On “kamikaze culture” in the kitchen

“Everything starts at the top, so management is understanding that, for the rest of the business to function well, you need to set an example for your team. Even though I can get mean at work, it’s way less obscene and disgusting than things have been. I’m trying to create something healthy for my cooks, and also for me. The way restaurants have been, historically, is that killing yourself is considered admirable. It’s a kamikaze, basically — what are you doing?”—Angela Dimayuga, executive chef of Mission Chinese Food

Read the rest in “One of NYC’s Most Talented Chefs Wants to Fix ‘Kamikaze’ Kitchen Culture” on Grub Street.

The reviews at Modafinil Health prove it. It keeps you in a state of highest energy for a day or more, helps to control everything around you and to have tremendous self-confidence from the fact that you can really control the situation, when others fall down from exhaustion.

One thought on “On “kamikaze culture” in the kitchen”
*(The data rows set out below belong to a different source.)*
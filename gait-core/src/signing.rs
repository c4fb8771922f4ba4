// gait-core/src/signing.rs
// ============================================================================
// Module: Ed25519 Signing
// Description: Key loading and signature creation/verification over canonical
// JSON digests.
// Purpose: Bind trace records, approval tokens, and pack manifests to a key
// that is either an ephemeral dev key or an operator-supplied production key.
// Dependencies: crate::canonical, crate::hashing, base64, ed25519-dalek, rand
// ============================================================================

//! ## Overview
//! Gait signs the JCS canonical bytes of a digest, never the raw payload
//! directly, so verification never requires re-deriving the digest algorithm
//! choice. [`KeyMode::Dev`] generates an ephemeral in-memory keypair suitable
//! for `gait demo` and tests; [`KeyMode::Prod`] loads a key from a file path
//! or an environment variable, and the two sources are mutually exclusive by
//! construction.

// ============================================================================
// SECTION: Imports
// ============================================================================

use std::fmt;
use std::fs;
use std::os::unix::fs::PermissionsExt;
use std::path::Path;

use base64::Engine as _;
use base64::engine::general_purpose::STANDARD as Base64;
use ed25519_dalek::Signer as _;
use ed25519_dalek::SigningKey;
use ed25519_dalek::Verifier as _;
use ed25519_dalek::VerifyingKey;
use rand::rngs::OsRng;
use thiserror::Error;

use crate::canonical::canonical_json_bytes;
use crate::hashing::HashDigest;

// ============================================================================
// SECTION: Errors
// ============================================================================

/// Errors raised while loading keys or signing/verifying.
#[derive(Debug, Error)]
pub enum SigningError {
    /// Both a key file path and a key environment variable were supplied.
    #[error("key source is ambiguous: both a file path and an environment variable were given")]
    AmbiguousKeySource,

    /// Neither a key file path nor a key environment variable was supplied in prod mode.
    #[error("no key source configured for production signing")]
    MissingKeySource,

    /// The key file exists but its POSIX permissions are more permissive than 0600.
    #[error("key file {path} has overly permissive mode {mode:o}, expected 0600 or stricter")]
    InsecureKeyPermissions {
        /// Path to the offending key file.
        path: String,
        /// Observed permission mode bits.
        mode: u32,
    },

    /// The key bytes could not be read or decoded.
    #[error("failed to load key: {0}")]
    KeyLoad(String),

    /// The key material was not a valid ed25519 key.
    #[error("invalid ed25519 key material")]
    InvalidKey,

    /// Serializing the digest into canonical JSON failed.
    #[error("failed to serialize digest for signing: {0}")]
    Canonicalization(String),

    /// Signature verification failed.
    #[error("signature verification failed")]
    VerificationFailed,

    /// The signature bytes were not a valid ed25519 signature.
    #[error("invalid signature bytes")]
    InvalidSignature,
}

// ============================================================================
// SECTION: Key Mode
// ============================================================================

/// Selects how signing keys are obtained.
#[derive(Debug, Clone)]
pub enum KeyMode {
    /// Generate a fresh, in-memory keypair. Never persisted to disk.
    Dev,
    /// Load a key from a file path.
    ProdFile(String),
    /// Decode a base64-encoded key from an environment variable's value.
    ProdEnvValue(String),
}

// ============================================================================
// SECTION: Keys
// ============================================================================

/// An ed25519 private signing key.
pub struct PrivateKey(SigningKey);

/// An ed25519 public verifying key.
#[derive(Debug, Clone, PartialEq, Eq)]
pub struct PublicKey(VerifyingKey);

/// A detached ed25519 signature over a hash digest.
#[derive(Debug, Clone, PartialEq, Eq)]
pub struct Signature(Vec<u8>);

impl fmt::Debug for PrivateKey {
    fn fmt(&self, f: &mut fmt::Formatter<'_>) -> fmt::Result {
        f.debug_struct("PrivateKey").finish_non_exhaustive()
    }
}

impl Signature {
    /// Returns the raw signature bytes.
    #[must_use]
    pub fn as_bytes(&self) -> &[u8] {
        &self.0
    }

    /// Returns the signature base64-encoded, as stored in trace records.
    #[must_use]
    pub fn to_base64(&self) -> String {
        Base64.encode(&self.0)
    }

    /// Decodes a signature from base64.
    ///
    /// # Errors
    ///
    /// Returns [`SigningError::InvalidSignature`] when the input is not
    /// valid base64 or is not 64 bytes long.
    pub fn from_base64(value: &str) -> Result<Self, SigningError> {
        let bytes = Base64
            .decode(value)
            .map_err(|_err| SigningError::InvalidSignature)?;
        if bytes.len() != 64 {
            return Err(SigningError::InvalidSignature);
        }
        Ok(Self(bytes))
    }
}

impl PublicKey {
    /// Returns the public key base64-encoded.
    #[must_use]
    pub fn to_base64(&self) -> String {
        Base64.encode(self.0.as_bytes())
    }

    /// Decodes a public key from base64.
    ///
    /// # Errors
    ///
    /// Returns [`SigningError::InvalidKey`] when the input is not valid
    /// base64 or is not a valid ed25519 public key.
    pub fn from_base64(value: &str) -> Result<Self, SigningError> {
        let bytes = Base64
            .decode(value.trim())
            .map_err(|_err| SigningError::InvalidKey)?;
        let array: [u8; 32] = bytes.as_slice().try_into().map_err(|_err| SigningError::InvalidKey)?;
        let key = VerifyingKey::from_bytes(&array).map_err(|_err| SigningError::InvalidKey)?;
        Ok(Self(key))
    }

    /// Verifies a signature over a hash digest.
    ///
    /// # Errors
    ///
    /// Returns [`SigningError::Canonicalization`] if the digest cannot be
    /// canonicalized, or [`SigningError::VerificationFailed`] if the
    /// signature does not verify.
    pub fn verify_digest(&self, digest: &HashDigest, signature: &Signature) -> Result<(), SigningError> {
        let message = canonical_json_bytes(digest).map_err(|err| SigningError::Canonicalization(err.to_string()))?;
        let raw: [u8; 64] = signature
            .0
            .as_slice()
            .try_into()
            .map_err(|_err| SigningError::InvalidSignature)?;
        let sig = ed25519_dalek::Signature::from_bytes(&raw);
        self.0
            .verify(&message, &sig)
            .map_err(|_err| SigningError::VerificationFailed)
    }
}

impl PrivateKey {
    /// Loads a key according to the given [`KeyMode`].
    ///
    /// # Errors
    ///
    /// Returns [`SigningError::AmbiguousKeySource`], [`SigningError::MissingKeySource`],
    /// [`SigningError::InsecureKeyPermissions`], or [`SigningError::KeyLoad`]
    /// as appropriate for the mode.
    pub fn load(mode: &KeyMode) -> Result<Self, SigningError> {
        match mode {
            KeyMode::Dev => Ok(Self::generate()),
            KeyMode::ProdFile(path) => Self::load_from_file(path),
            KeyMode::ProdEnvValue(value) => Self::load_from_base64(value),
        }
    }

    /// Generates a fresh ephemeral keypair using the OS random source.
    #[must_use]
    pub fn generate() -> Self {
        Self(SigningKey::generate(&mut OsRng))
    }

    /// Returns the private key base64-encoded.
    #[must_use]
    pub fn to_base64(&self) -> String {
        Base64.encode(self.0.to_bytes())
    }

    /// Decodes a private key from base64.
    ///
    /// # Errors
    ///
    /// Returns [`SigningError::InvalidKey`] when the input is not valid
    /// base64 or is not a valid ed25519 private key.
    pub fn from_base64(value: &str) -> Result<Self, SigningError> {
        Self::load_from_base64(value)
    }

    /// Returns the public key corresponding to this private key.
    #[must_use]
    pub fn public_key(&self) -> PublicKey {
        PublicKey(self.0.verifying_key())
    }

    /// Signs a hash digest, returning a detached signature.
    ///
    /// # Errors
    ///
    /// Returns [`SigningError::Canonicalization`] if the digest cannot be
    /// canonicalized.
    pub fn sign_digest(&self, digest: &HashDigest) -> Result<Signature, SigningError> {
        let message = canonical_json_bytes(digest).map_err(|err| SigningError::Canonicalization(err.to_string()))?;
        let signature = self.0.sign(&message);
        Ok(Signature(signature.to_bytes().to_vec()))
    }

    fn load_from_file(path: &str) -> Result<Self, SigningError> {
        let metadata = fs::metadata(path).map_err(|err| SigningError::KeyLoad(err.to_string()))?;
        let mode = metadata.permissions().mode() & 0o777;
        if mode & 0o077 != 0 {
            return Err(SigningError::InsecureKeyPermissions {
                path: path.to_string(),
                mode,
            });
        }
        let contents = fs::read_to_string(path).map_err(|err| SigningError::KeyLoad(err.to_string()))?;
        Self::load_from_base64(contents.trim())
    }

    fn load_from_base64(value: &str) -> Result<Self, SigningError> {
        let bytes = Base64.decode(value.trim()).map_err(|_err| SigningError::InvalidKey)?;
        let array: [u8; 32] = bytes.as_slice().try_into().map_err(|_err| SigningError::InvalidKey)?;
        Ok(Self(SigningKey::from_bytes(&array)))
    }
}

/// Builds a [`KeyMode`] from mutually-exclusive file/env inputs, as the CLI
/// and service boundaries receive them.
///
/// # Errors
///
/// Returns [`SigningError::AmbiguousKeySource`] when both are `Some`, or
/// [`SigningError::MissingKeySource`] when both are `None` and `dev` is false.
pub fn resolve_key_mode(
    dev: bool,
    key_file: Option<&Path>,
    key_env_value: Option<String>,
) -> Result<KeyMode, SigningError> {
    if dev {
        return Ok(KeyMode::Dev);
    }
    match (key_file, key_env_value) {
        (Some(_), Some(_)) => Err(SigningError::AmbiguousKeySource),
        (Some(path), None) => Ok(KeyMode::ProdFile(path.to_string_lossy().into_owned())),
        (None, Some(value)) => Ok(KeyMode::ProdEnvValue(value)),
        (None, None) => Err(SigningError::MissingKeySource),
    }
}

#[cfg(test)]
mod tests {
    use super::KeyMode;
    use super::PrivateKey;
    use super::PublicKey;
    use super::resolve_key_mode;
    use crate::hashing::HashAlgorithm;
    use crate::hashing::digest_hex;

    #[test]
    fn dev_key_signs_and_verifies() {
        let key = PrivateKey::load(&KeyMode::Dev).expect("generate");
        let digest = digest_hex(HashAlgorithm::Sha256, b"payload");
        let signature = key.sign_digest(&digest).expect("sign");
        key.public_key().verify_digest(&digest, &signature).expect("verify");
    }

    #[test]
    fn tampered_digest_fails_verification() {
        let key = PrivateKey::load(&KeyMode::Dev).expect("generate");
        let digest = digest_hex(HashAlgorithm::Sha256, b"payload");
        let other = digest_hex(HashAlgorithm::Sha256, b"other-payload");
        let signature = key.sign_digest(&digest).expect("sign");
        assert!(key.public_key().verify_digest(&other, &signature).is_err());
    }

    #[test]
    fn public_key_roundtrips_through_base64() {
        let key = PrivateKey::load(&KeyMode::Dev).expect("generate");
        let encoded = key.public_key().to_base64();
        let decoded = PublicKey::from_base64(&encoded).expect("decode");
        assert_eq!(key.public_key(), decoded);
    }

    #[test]
    fn resolve_key_mode_rejects_both_sources() {
        let result = resolve_key_mode(false, Some(std::path::Path::new("/tmp/key")), Some("abc".to_string()));
        assert!(result.is_err());
    }

    #[test]
    fn resolve_key_mode_rejects_no_sources() {
        let result = resolve_key_mode(false, None, None);
        assert!(result.is_err());
    }

    #[test]
    fn resolve_key_mode_dev_short_circuits() {
        let mode = resolve_key_mode(true, None, None).expect("dev mode");
        assert!(matches!(mode, KeyMode::Dev));
    }
}
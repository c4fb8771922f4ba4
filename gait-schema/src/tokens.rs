// gait-schema/src/tokens.rs
// ============================================================================
// Module: Approval and Delegation Tokens
// Description: Typed records for approval and delegation tokens.
// Purpose: Strict-parse and validate `ApprovalToken`/`DelegationToken` per
// `spec.md` §3.
// Dependencies: gait-core, serde
// ============================================================================

//! ## Overview
//! Both token kinds are bound to a signature over their own digest, produced
//! by `gait-ledger`; this module only owns the shape and field-level
//! validation (expiry not yet elapsed relative to a caller-supplied "now",
//! scope and chain-depth invariants). Signature verification lives in
//! `gait-ledger` since it needs key material this crate does not hold.

use serde::Deserialize;
use serde::Serialize;

use crate::SchemaError;

/// Maximum allowed delegation chain depth, per `spec.md` §4.7.
pub const MAX_DELEGATION_CHAIN_DEPTH: u32 = 8;

/// A signed approval token bound to a specific `(intent_digest, policy_digest)` pair.
#[derive(Debug, Clone, Serialize, Deserialize)]
#[serde(deny_unknown_fields)]
pub struct ApprovalToken {
    /// Unique token identifier.
    pub token_id: String,
    /// The intent digest this token authorizes.
    pub intent_digest: String,
    /// The policy digest this token was minted under.
    pub policy_digest: String,
    /// Scopes this token grants, e.g. `"tool:tool.write"` or `"*"`.
    pub scope: Vec<String>,
    /// Identity of the approver who minted this token.
    pub approver_identity: String,
    /// Reason code recorded at mint time.
    pub reason_code: String,
    /// RFC 3339 expiry instant.
    pub expires_at: gait_core::Timestamp,
    /// Base64-encoded ed25519 signature over the token's digest.
    pub signature: String,
}

impl ApprovalToken {
    /// Returns whether `scope` grants authority over `tool_name`, honoring
    /// the `"*"` wildcard scope.
    #[must_use]
    pub fn grants_tool(&self, tool_name: &str) -> bool {
        let wanted = format!("tool:{tool_name}");
        self.scope.iter().any(|scope| scope == "*" || scope == &wanted)
    }

    /// Returns whether this token is bound to the given digest pair.
    #[must_use]
    pub fn binds(&self, intent_digest: &str, policy_digest: &str) -> bool {
        self.intent_digest == intent_digest && self.policy_digest == policy_digest
    }

    /// Returns whether this token has expired as of `now`.
    #[must_use]
    pub fn is_expired(&self, now: gait_core::Timestamp) -> bool {
        self.expires_at.is_before(now)
    }

    /// Strict-parses an approval token from JSON bytes.
    ///
    /// # Errors
    ///
    /// Returns [`SchemaError`] on malformed JSON or an empty `token_id`/`scope`.
    pub fn parse(bytes: &[u8]) -> Result<Self, SchemaError> {
        let token: Self = serde_json::from_slice(bytes)?;
        if token.token_id.trim().is_empty() {
            return Err(SchemaError::Invalid("token_id must be non-empty".to_string()));
        }
        if token.scope.is_empty() {
            return Err(SchemaError::Invalid("scope must have at least one entry".to_string()));
        }
        Ok(token)
    }
}

/// A signed delegation token, one link in a delegation chain.
#[derive(Debug, Clone, Serialize, Deserialize)]
#[serde(deny_unknown_fields)]
pub struct DelegationToken {
    /// Identity delegating authority.
    pub delegator_identity: String,
    /// Identity receiving delegated authority.
    pub delegate_identity: String,
    /// Scopes granted by this link.
    pub scope: Vec<String>,
    /// Optional intent digest this delegation is bound to.
    #[serde(skip_serializing_if = "Option::is_none")]
    pub intent_digest: Option<String>,
    /// Depth of this link within its chain, root = 0.
    pub chain_depth: u32,
    /// RFC 3339 expiry instant.
    pub expires_at: gait_core::Timestamp,
    /// Base64-encoded ed25519 signature over the token's digest.
    pub signature: String,
}

impl DelegationToken {
    /// Returns whether this token has expired as of `now`.
    #[must_use]
    pub fn is_expired(&self, now: gait_core::Timestamp) -> bool {
        self.expires_at.is_before(now)
    }
}

/// Verifies that a chain of delegation tokens links root to leaf: each
/// token's `delegate_identity` equals the next token's `delegator_identity`,
/// and no link's `chain_depth` exceeds [`MAX_DELEGATION_CHAIN_DEPTH`].
///
/// # Errors
///
/// Returns [`SchemaError::Invalid`] on an empty chain, a depth-bound
/// violation, or a broken identity link.
pub fn validate_chain_linkage(chain: &[DelegationToken]) -> Result<(), SchemaError> {
    if chain.is_empty() {
        return Err(SchemaError::Invalid("delegation chain must have at least one token".to_string()));
    }
    if chain.len() as u32 > MAX_DELEGATION_CHAIN_DEPTH {
        return Err(SchemaError::Invalid(format!(
            "delegation chain depth {} exceeds maximum of {MAX_DELEGATION_CHAIN_DEPTH}",
            chain.len()
        )));
    }
    for pair in chain.windows(2) {
        if pair[0].delegate_identity != pair[1].delegator_identity {
            return Err(SchemaError::Invalid(format!(
                "delegation chain broken: {} does not hand off to {}",
                pair[0].delegate_identity, pair[1].delegator_identity
            )));
        }
    }
    Ok(())
}
// gait-broker/src/lib.rs
// ============================================================================
// Module: Credential Broker
// Description: Scheme-routed credential resolution implementing
// `gait_policy::CredentialBroker`.
// Purpose: Satisfy `require_broker_credential` constraints in the policy
// gate without the evaluator depending on a concrete transport.
// Dependencies: gait-core, gait-policy
// ============================================================================

//! ## Overview
//! [`CompositeCredentialBroker`] routes a `broker_reference` string by its
//! URI scheme (`inline:`, `env:`, `https:`) to a registered
//! [`source::CredentialSource`], exactly as the teacher's
//! `decision-gate-broker::CompositeBroker` routes `ContentRef` URIs to a
//! `Source` by scheme. Fail-closed: an unresolved scheme or a source error
//! always surfaces as [`gait_policy::BrokerError`], never a default grant.

pub mod net;
pub mod sink;
pub mod source;

use std::collections::BTreeMap;
use std::sync::Arc;

use gait_policy::BrokerError;
use gait_policy::CredentialBroker;
use gait_policy::CredentialGrant;

use crate::sink::CredentialAuditSink;
use crate::sink::CredentialGrantRecord;
use crate::source::CredentialSource;

/// Builder for [`CompositeCredentialBroker`].
#[derive(Default)]
pub struct CompositeCredentialBrokerBuilder {
    sources: BTreeMap<String, Arc<dyn CredentialSource>>,
}

impl CompositeCredentialBrokerBuilder {
    /// Registers `source` to handle references whose scheme is `scheme`.
    #[must_use]
    pub fn source(mut self, scheme: impl Into<String>, source: impl CredentialSource + 'static) -> Self {
        self.sources.insert(scheme.into(), Arc::new(source));
        self
    }

    /// Finishes the builder.
    #[must_use]
    pub fn build(self) -> CompositeCredentialBroker {
        CompositeCredentialBroker { sources: self.sources, audit: None }
    }
}

/// Routes broker references to registered sources by scheme.
pub struct CompositeCredentialBroker {
    sources: BTreeMap<String, Arc<dyn CredentialSource>>,
    audit: Option<Arc<CredentialAuditSink<std::fs::File>>>,
}

impl CompositeCredentialBroker {
    /// Returns a builder for a composite broker.
    #[must_use]
    pub fn builder() -> CompositeCredentialBrokerBuilder {
        CompositeCredentialBrokerBuilder::default()
    }

    /// Attaches a file-backed audit sink that records every successful grant.
    #[must_use]
    pub fn with_audit_sink(mut self, sink: CredentialAuditSink<std::fs::File>) -> Self {
        self.audit = Some(Arc::new(sink));
        self
    }

    fn split_scheme(reference: &str) -> Option<(&str, &str)> {
        reference.split_once(':')
    }
}

impl CredentialBroker for CompositeCredentialBroker {
    fn grant(&self, reference: &str, scopes: &[String]) -> Result<CredentialGrant, BrokerError> {
        let (scheme, _) = Self::split_scheme(reference).ok_or_else(|| BrokerError::NotFound(reference.to_string()))?;
        let source = self.sources.get(scheme).ok_or_else(|| BrokerError::NotFound(format!("no source registered for scheme {scheme}")))?;
        let credential_ref = if scheme == "https" {
            source.resolve(reference, scopes)
        } else {
            let (_, rest) = Self::split_scheme(reference).unwrap_or((scheme, ""));
            source.resolve(rest, scopes)
        }
        .map_err(|err| BrokerError::CallFailed(err.to_string()))?;

        if let Some(audit) = &self.audit {
            let record = CredentialGrantRecord { broker_reference: reference.to_string(), scopes: scopes.to_vec(), credential_ref: credential_ref.clone() };
            audit.record(&record).map_err(|err| BrokerError::CallFailed(err.to_string()))?;
        }

        Ok(CredentialGrant { credential_ref })
    }
}
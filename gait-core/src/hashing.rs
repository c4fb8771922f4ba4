// gait-core/src/hashing.rs
// ============================================================================
// Module: Digest Primitives
// Description: SHA-256 hex digesting over canonical JSON and raw bytes.
// Purpose: Provide the sole source of digest values used by traces, packs,
// and approval/delegation binding.
// Dependencies: crate::canonical, serde, sha2
// ============================================================================

//! ## Overview
//! All digests in Gait are lowercase hex SHA-256. Digests over a record are
//! always taken over its JCS canonical form with any `signatures` field
//! omitted, per `spec.md` §3; this module only provides the primitive, the
//! signature-stripping is the caller's responsibility (see
//! `gait-ledger::trace` and `gait-pack::manifest`).

// ============================================================================
// SECTION: Imports
// ============================================================================

use serde::Deserialize;
use serde::Serialize;
use sha2::Digest;
use sha2::Sha256;

use crate::canonical::CanonicalError;
use crate::canonical::canonical_json_bytes;

// ============================================================================
// SECTION: Hash Algorithm
// ============================================================================

/// Supported hash algorithms for Gait artifacts.
#[derive(Debug, Clone, Copy, PartialEq, Eq, Serialize, Deserialize)]
#[serde(rename_all = "snake_case")]
pub enum HashAlgorithm {
    /// SHA-256 hashing (the only algorithm `spec.md` names).
    Sha256,
}

/// Default hash algorithm for Gait, used wherever `spec.md` does not name one.
pub const DEFAULT_HASH_ALGORITHM: HashAlgorithm = HashAlgorithm::Sha256;

// ============================================================================
// SECTION: Hash Digest
// ============================================================================

/// A lowercase hex-encoded content digest.
#[derive(Debug, Clone, PartialEq, Eq, Hash, PartialOrd, Ord, Serialize, Deserialize)]
#[serde(transparent)]
pub struct HashDigest(String);

impl HashDigest {
    /// Wraps an already-computed lowercase hex digest string.
    #[must_use]
    pub fn from_hex(hex: impl Into<String>) -> Self {
        Self(hex.into())
    }

    /// Returns the digest as a hex string slice.
    #[must_use]
    pub fn as_str(&self) -> &str {
        &self.0
    }
}

impl std::fmt::Display for HashDigest {
    fn fmt(&self, f: &mut std::fmt::Formatter<'_>) -> std::fmt::Result {
        f.write_str(&self.0)
    }
}

// ============================================================================
// SECTION: Hashing Helpers
// ============================================================================

/// Hashes raw bytes using the given algorithm, returning a lowercase hex digest.
#[must_use]
pub fn digest_hex(algorithm: HashAlgorithm, bytes: &[u8]) -> HashDigest {
    match algorithm {
        HashAlgorithm::Sha256 => {
            let mut hasher = Sha256::new();
            hasher.update(bytes);
            HashDigest(hex_encode(&hasher.finalize()))
        }
    }
}

/// Hashes the JCS canonical form of a serializable value.
///
/// # Errors
///
/// Returns [`CanonicalError`] when canonicalization fails.
pub fn hash_canonical_json<T: Serialize + ?Sized>(
    algorithm: HashAlgorithm,
    value: &T,
) -> Result<HashDigest, CanonicalError> {
    let bytes = canonical_json_bytes(value)?;
    Ok(digest_hex(algorithm, &bytes))
}

/// Encodes bytes as a lowercase hex string.
fn hex_encode(bytes: &[u8]) -> String {
    const HEX: &[u8; 16] = b"0123456789abcdef";
    let mut out = String::with_capacity(bytes.len() * 2);
    for byte in bytes {
        out.push(HEX[(byte >> 4) as usize] as char);
        out.push(HEX[(byte & 0x0f) as usize] as char);
    }
    out
}

#[cfg(test)]
mod tests {
    use super::HashAlgorithm;
    use super::digest_hex;
    use super::hash_canonical_json;
    use serde_json::json;

    #[test]
    fn digest_is_deterministic() {
        let a = digest_hex(HashAlgorithm::Sha256, b"hello");
        let b = digest_hex(HashAlgorithm::Sha256, b"hello");
        assert_eq!(a, b);
    }

    #[test]
    fn digest_of_empty_matches_known_sha256() {
        let digest = digest_hex(HashAlgorithm::Sha256, b"");
        assert_eq!(
            digest.as_str(),
            "e3b0c44298fc1c149afbf4c8996fb92427ae41e4649b934ca495991b7852b85"
        );
    }

    #[test]
    fn hash_canonical_json_is_order_independent() {
        let a = json!({"b": 1, "a": 2});
        let b = json!({"a": 2, "b": 1});
        let digest_a = hash_canonical_json(HashAlgorithm::Sha256, &a).unwrap();
        let digest_b = hash_canonical_json(HashAlgorithm::Sha256, &b).unwrap();
        assert_eq!(digest_a, digest_b);
    }
}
  1. Kamikaze culture is not just celebrated by management, it is taught in the culinary schools. Drinking is applauded, bigotry is ignored, sexism is expected, and dangerously excessive behaviors are not only allowed, but modeled by the chef teachers. (You want to know what culinary school is really like? Read this account by a student: “Culinary School: Three Semesters of Life, Learning, and Loss of Blood” by S.J. Sebellin-Ross). If you want to keep the next generation of chefs from breaking down and burning out then teach the current generation a better way. And the best place to do that is in culinary school.

Leave a Reply

This site uses Akismet to reduce spam. Learn how your comment data is processed.